‘Clemency’: Sundance Grand Jury Prize Winner Goes to Neon for U.S. Release

More than a month after taking the top prize at this year’s Sundance Film Festival, Chinonye Chukwu’s Grand Jury Prize-winning drama “Clemency” has finally landed itself a home. Variety reports that Neon will release the lauded new film later this year, joining Neon’s other big Sundance pickups, including “Luce,” “Little Monsters,” “The Lodge,” “Monos,” and yet another Grand Jury Prize winner: Tamara Kotevska and Ljubomir Stefanov’s “Honeyland,” which won in the world documentary section.

Chukwu is the first black woman to win the festival’s biggest prize, the Grand Jury Prize for her U.S. Dramatic entry. Chukwu both wrote and directed the death row drama, which stars Alfre Woodard as a prison warden struggling with the emotional demands of her job. The film will next screen as the opening night selection of New York City’s upcoming New Directors/New Films festival.

In IndieWire’s review, Eric Kohn wrote of the film, “Alfre Woodard embodies the extraordinary challenges of a woman tasked with sending men to their death, while bottling up her emotions so tight she looks as if she might blow. Writer-director Chinonye Chukwu’s second feature maintains the quiet, steady rhythms of a woman so consumed by her routine that by the end of the opening credits, it appears to have consumed her humanity as well.”
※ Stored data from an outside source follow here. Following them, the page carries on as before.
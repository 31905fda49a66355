use std::path::PathBuf;

use anyhow::{Context, Result};
use clap::Parser;
use tracing::{debug, info};
use tracing_subscriber::EnvFilter;

use gravsim::{space, DVec2, Params, Position, Scenario, ScenarioConfig, Simulation};

/// Headless runner: loads a scenario and advances it frame by frame.
#[derive(Parser, Debug)]
#[command(version, about)]
struct Args {
    /// Scenario YAML file; the built-in Sun/Earth/Moon system when omitted
    #[arg(short, long)]
    scenario: Option<PathBuf>,

    /// Number of frames to simulate
    #[arg(short, long, default_value_t = 1000)]
    frames: u64,

    /// Override the scenario's ticks per frame
    #[arg(long)]
    substeps: Option<u32>,

    /// Override the scenario's simulated seconds per frame
    #[arg(long)]
    timestep: Option<f64>,

    /// Override the scenario's gravitational constant
    #[arg(long)]
    gravity: Option<f64>,

    /// Log a summary every N frames (0 disables)
    #[arg(long, default_value_t = 100)]
    report_every: u64,
}

fn load_scenario(args: &Args) -> Result<ScenarioConfig> {
    match &args.scenario {
        Some(path) => ScenarioConfig::load(path)
            .with_context(|| format!("failed to load scenario {}", path.display())),
        None => Ok(ScenarioConfig::solar_system()),
    }
}

fn params_with_overrides(args: &Args, params: &Params) -> Result<Params> {
    Params::new(
        args.timestep.unwrap_or(params.timestep()),
        args.gravity.unwrap_or(params.gravity()),
        args.substeps.unwrap_or(params.substeps()),
    )
    .context("invalid simulation parameters")
}

fn report(sim: &Simulation, params: &Params) {
    let bodies = sim.bodies();
    let extent = space::aabb(bodies.iter().map(|body| body.pos()))
        .map_or(DVec2::zero(), |(_, size)| size);
    let momentum = space::total_momentum(bodies);
    let energy = space::kinetic_energy(bodies) + space::potential_energy(bodies, params.gravity());

    info!(
        frame = sim.frames(),
        elapsed = format_args!("{:.3e} s", sim.elapsed()),
        bodies = bodies.len(),
        mass = format_args!("{:.4e}", space::total_mass(bodies)),
        momentum = format_args!("({:.4e}, {:.4e})", momentum.x, momentum.y),
        energy = format_args!("{energy:.4e}"),
        extent = format_args!("{:.3e} x {:.3e}", extent.x, extent.y),
        "summary"
    );
}

fn main() -> Result<()> {
    tracing_subscriber::fmt()
        .with_env_filter(EnvFilter::try_from_default_env().unwrap_or_else(|_| EnvFilter::new("info")))
        .init();

    let args = Args::parse();
    let cfg = load_scenario(&args)?;
    let Scenario { params, mut simulation } = Scenario::build(&cfg)?;
    let params = params_with_overrides(&args, &params)?;

    debug!(?params, "starting");

    for _ in 0..args.frames {
        let collision = simulation
            .update(&params)
            .with_context(|| format!("frame {} failed", simulation.frames() + 1))?;

        if let Some(collision) = collision {
            info!(
                frame = simulation.frames(),
                first = %collision.first.id(),
                second = %collision.second.id(),
                merged = %collision.merged,
                mass = format_args!("{:.4e}", collision.first.mass() + collision.second.mass()),
                "collision"
            );
        }

        if args.report_every > 0 && simulation.frames() % args.report_every == 0 {
            report(&simulation, &params);
        }
    }

    report(&simulation, &params);

    for body in simulation.bodies() {
        info!(
            id = %body.id(),
            pos = format_args!("({:.4e}, {:.4e})", body.pos().x, body.pos().y),
            vel = format_args!("({:.4e}, {:.4e})", body.vel().x, body.vel().y),
            mass = format_args!("{:.4e}", body.mass()),
            radius = format_args!("{:.4e}", body.radius()),
            "final state"
        );
    }

    Ok(())
}
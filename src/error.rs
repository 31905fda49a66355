//! Error types for gravsim.

use thiserror::Error;

use crate::physics::BodyId;

#[derive(Debug, Error)]
pub enum GravsimError {
    #[error("invalid mass {0}: must be finite and positive")]
    InvalidMass(f64),

    #[error("invalid radius {0}: must be finite and non-negative")]
    InvalidRadius(f64),

    #[error("invalid trail sampling interval: must be at least 1")]
    InvalidTrailInterval,

    #[error("invalid parameter: {0}")]
    InvalidParameter(String),

    #[error("unknown body: {0}")]
    UnknownBody(BodyId),

    #[error("body {0} reached a non-finite state")]
    NonFiniteState(BodyId),

    #[error("IO error: {0}")]
    Io(#[from] std::io::Error),

    #[error("YAML parse error: {0}")]
    Yaml(#[from] serde_yaml::Error),
}

pub type Result<T> = std::result::Result<T, GravsimError>;
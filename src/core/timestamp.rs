//! Timestamp formatting utilities
//!
//! Two layouts are used by the logger: the millisecond line prefix of every
//! record and the second-resolution stamp embedded in log file names.

use chrono::{DateTime, Local};
use std::fmt::Write;

/// Line prefix: `2025-01-08 10:30:45.123`
pub const LINE_FORMAT: &str = "%Y-%m-%d %H:%M:%S%.3f";

/// File name stamp: `2025-01-08_10-30-45`
pub const FILE_FORMAT: &str = "%Y-%m-%d_%H-%M-%S";

/// Timestamp layouts understood by the sinks
#[derive(Debug, Clone, Copy, Default, PartialEq, Eq)]
pub enum TimestampFormat {
    /// `2025-01-08 10:30:45.123`, local time
    #[default]
    LineMillis,

    /// `2025-01-08_10-30-45`, local time, safe inside file names
    FileName,
}

impl TimestampFormat {
    fn pattern(self) -> &'static str {
        match self {
            TimestampFormat::LineMillis => LINE_FORMAT,
            TimestampFormat::FileName => FILE_FORMAT,
        }
    }

    #[must_use]
    pub fn format(self, datetime: &DateTime<Local>) -> String {
        datetime.format(self.pattern()).to_string()
    }

    /// Append the formatted timestamp to `buf` without an intermediate `String`
    pub fn format_into(self, datetime: &DateTime<Local>, buf: &mut String) {
        // Writing into a String cannot fail
        let _ = write!(buf, "{}", datetime.format(self.pattern()));
    }
}
//! Logging macros.
//!
//! Every macro captures `file!()` and `line!()` at the call site and yields a
//! [`RecordBuilder`](crate::RecordBuilder). Values are streamed in with `<<`
//! and the record is submitted when the builder is dropped at the end of the
//! statement. An optional format string is appended first, as with `format!`.
//!
//! # Examples
//!
//! ```no_run
//! use xyz_log::{error, info, log, Logger, LoggerOptions, LogLevel};
//!
//! Logger::init(LoggerOptions::new("server").with_level(LogLevel::Info)).unwrap();
//!
//! let port = 8080;
//! log!(Info) << "Server listening on port " << port;
//! info!("Server listening on port {}", port);
//! error!("Code: {}", 500) << " (retrying)";
//!
//! Logger::shutdown();
//! ```

/// Build a record at the named level.
///
/// `log!(Info)` returns a builder to stream into; `log!(Info, "fmt", args..)`
/// also appends the formatted text.
#[macro_export]
macro_rules! log {
    ($level:ident) => {
        $crate::RecordBuilder::new(file!(), line!(), $crate::LogLevel::$level)
    };
    ($level:ident, $($arg:tt)+) => {{
        let mut builder = $crate::RecordBuilder::new(file!(), line!(), $crate::LogLevel::$level);
        builder.append_fmt(format_args!($($arg)+));
        builder
    }};
}

#[macro_export]
macro_rules! trace {
    () => {
        $crate::log!(Trace)
    };
    ($($arg:tt)+) => {
        $crate::log!(Trace, $($arg)+)
    };
}

#[macro_export]
macro_rules! debug {
    () => {
        $crate::log!(Debug)
    };
    ($($arg:tt)+) => {
        $crate::log!(Debug, $($arg)+)
    };
}

#[macro_export]
macro_rules! info {
    () => {
        $crate::log!(Info)
    };
    ($($arg:tt)+) => {
        $crate::log!(Info, $($arg)+)
    };
}

#[macro_export]
macro_rules! warning {
    () => {
        $crate::log!(Warning)
    };
    ($($arg:tt)+) => {
        $crate::log!(Warning, $($arg)+)
    };
}

/// Shorthand for [`warning!`]
#[macro_export]
macro_rules! warn {
    ($($arg:tt)*) => {
        $crate::warning!($($arg)*)
    };
}

#[macro_export]
macro_rules! error {
    () => {
        $crate::log!(Error)
    };
    ($($arg:tt)+) => {
        $crate::log!(Error, $($arg)+)
    };
}

/// Log at `Fatal`. Dropping the builder flushes the sinks and aborts the
/// process.
#[macro_export]
macro_rules! fatal {
    () => {
        $crate::log!(Fatal)
    };
    ($($arg:tt)+) => {
        $crate::log!(Fatal, $($arg)+)
    };
}
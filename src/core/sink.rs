//! Sink trait for log output destinations

use super::{error::Result, record::Record, timestamp::TimestampFormat};
use std::fmt::Write;

pub trait Sink: Send {
    fn write(&mut self, record: &Record) -> Result<()>;
    fn flush(&mut self) -> Result<()>;
    fn name(&self) -> &str;
}

/// Render `[<timestamp>] [<level>] [<thread id>] <message>` into `buf`.
///
/// `level` is passed pre-rendered so the console can substitute a colored
/// form. No trailing newline is written.
pub fn format_line(record: &Record, level: &dyn std::fmt::Display, buf: &mut String) {
    buf.push('[');
    TimestampFormat::LineMillis.format_into(&record.timestamp, buf);
    let _ = write!(buf, "] [{}] [{}] ", level, record.thread_id);
    buf.push_str(&record.message);
}

/// Ordered collection of sinks fed by the delivery engine.
#[derive(Default)]
pub struct SinkSet {
    sinks: Vec<Box<dyn Sink>>,
}

impl SinkSet {
    #[must_use]
    pub fn new() -> Self {
        Self::default()
    }

    pub fn push(&mut self, sink: Box<dyn Sink>) {
        self.sinks.push(sink);
    }

    #[must_use = "builder methods return a new value"]
    pub fn with_sink<S: Sink + 'static>(mut self, sink: S) -> Self {
        self.sinks.push(Box::new(sink));
        self
    }

    pub fn len(&self) -> usize {
        self.sinks.len()
    }

    pub fn is_empty(&self) -> bool {
        self.sinks.is_empty()
    }

    pub fn names(&self) -> Vec<String> {
        self.sinks.iter().map(|s| s.name().to_string()).collect()
    }

    /// Write one record to every sink.
    ///
    /// Each sink is isolated: an error or panic in one is reported on stderr
    /// and the remaining sinks still receive the record. Returns `false` if
    /// any sink failed.
    pub fn write(&mut self, record: &Record) -> bool {
        let mut ok = true;
        for sink in self.sinks.iter_mut() {
            let result = std::panic::catch_unwind(std::panic::AssertUnwindSafe(|| {
                sink.write(record)
            }));
            match result {
                Ok(Ok(())) => {}
                Ok(Err(e)) => {
                    eprintln!("[LOGGER ERROR] Sink '{}' failed: {}", sink.name(), e);
                    ok = false;
                }
                Err(panic_info) => {
                    eprintln!(
                        "[LOGGER CRITICAL] Sink '{}' panicked: {}. \
                         Other sinks continue to function.",
                        sink.name(),
                        panic_message(&*panic_info)
                    );
                    ok = false;
                }
            }
        }
        ok
    }

    /// Flush every sink with the same isolation as [`write`](Self::write).
    pub fn flush(&mut self) -> bool {
        let mut ok = true;
        for sink in self.sinks.iter_mut() {
            let result = std::panic::catch_unwind(std::panic::AssertUnwindSafe(|| sink.flush()));
            match result {
                Ok(Ok(())) => {}
                Ok(Err(e)) => {
                    eprintln!("[LOGGER ERROR] Sink '{}' flush failed: {}", sink.name(), e);
                    ok = false;
                }
                Err(panic_info) => {
                    eprintln!(
                        "[LOGGER CRITICAL] Sink '{}' panicked during flush: {}",
                        sink.name(),
                        panic_message(&*panic_info)
                    );
                    ok = false;
                }
            }
        }
        ok
    }
}

fn panic_message(panic_info: &(dyn std::any::Any + Send)) -> String {
    if let Some(s) = panic_info.downcast_ref::<&str>() {
        s.to_string()
    } else if let Some(s) = panic_info.downcast_ref::<String>() {
        s.clone()
    } else {
        "Unknown panic".to_string()
    }
}

#[cfg(test)]
mod tests {
    use super::*;
    use crate::core::{LogLevel, LoggerError};
    use parking_lot::Mutex;
    use std::sync::Arc;

    struct CollectingSink {
        lines: Arc<Mutex<Vec<String>>>,
    }

    impl Sink for CollectingSink {
        fn write(&mut self, record: &Record) -> Result<()> {
            self.lines.lock().push(record.message.clone());
            Ok(())
        }

        fn flush(&mut self) -> Result<()> {
            Ok(())
        }

        fn name(&self) -> &str {
            "collecting"
        }
    }

    struct FailingSink;

    impl Sink for FailingSink {
        fn write(&mut self, _record: &Record) -> Result<()> {
            Err(LoggerError::other("simulated failure"))
        }

        fn flush(&mut self) -> Result<()> {
            Ok(())
        }

        fn name(&self) -> &str {
            "failing"
        }
    }

    struct PanickingSink;

    impl Sink for PanickingSink {
        fn write(&mut self, _record: &Record) -> Result<()> {
            panic!("sink exploded");
        }

        fn flush(&mut self) -> Result<()> {
            Ok(())
        }

        fn name(&self) -> &str {
            "panicking"
        }
    }

    #[test]
    fn test_format_line_layout() {
        let record = Record::new(LogLevel::Warning, "[main.rs:7] disk low".to_string());
        let mut buf = String::new();
        format_line(&record, &record.level, &mut buf);

        assert!(buf.starts_with('['));
        assert!(buf.contains(&format!("] [WARNING] [{}] [main.rs:7] disk low", record.thread_id)));
        assert!(!buf.ends_with('\n'));
    }

    #[test]
    fn test_failing_sink_does_not_block_others() {
        let lines = Arc::new(Mutex::new(Vec::new()));
        let mut set = SinkSet::new()
            .with_sink(FailingSink)
            .with_sink(PanickingSink)
            .with_sink(CollectingSink { lines: Arc::clone(&lines) });

        let ok = set.write(&Record::new(LogLevel::Error, "still delivered".to_string()));

        assert!(!ok);
        assert_eq!(lines.lock().as_slice(), ["still delivered"]);
        assert_eq!(set.names(), ["failing", "panicking", "collecting"]);
    }
}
This year’s other Grand Jury Prize winners include Nanfu Wang’s “One Child Nation” (U.S. Documentary), Joanna Hogg’s “The Souvenir” (World Dramatic), and Kotevska and Stefanov’s “Honeyland” (World Documentary).

No word yet on a release date for the film, but as Woodard’s performance garnered strong buzz about awards possibilities, look for this one to hit theaters in the fall.

Woodard fans can soon see the actress in Netflix’s “Juanita,” premiering March 8 on the platform, in which she plays a woman who reinvents herself.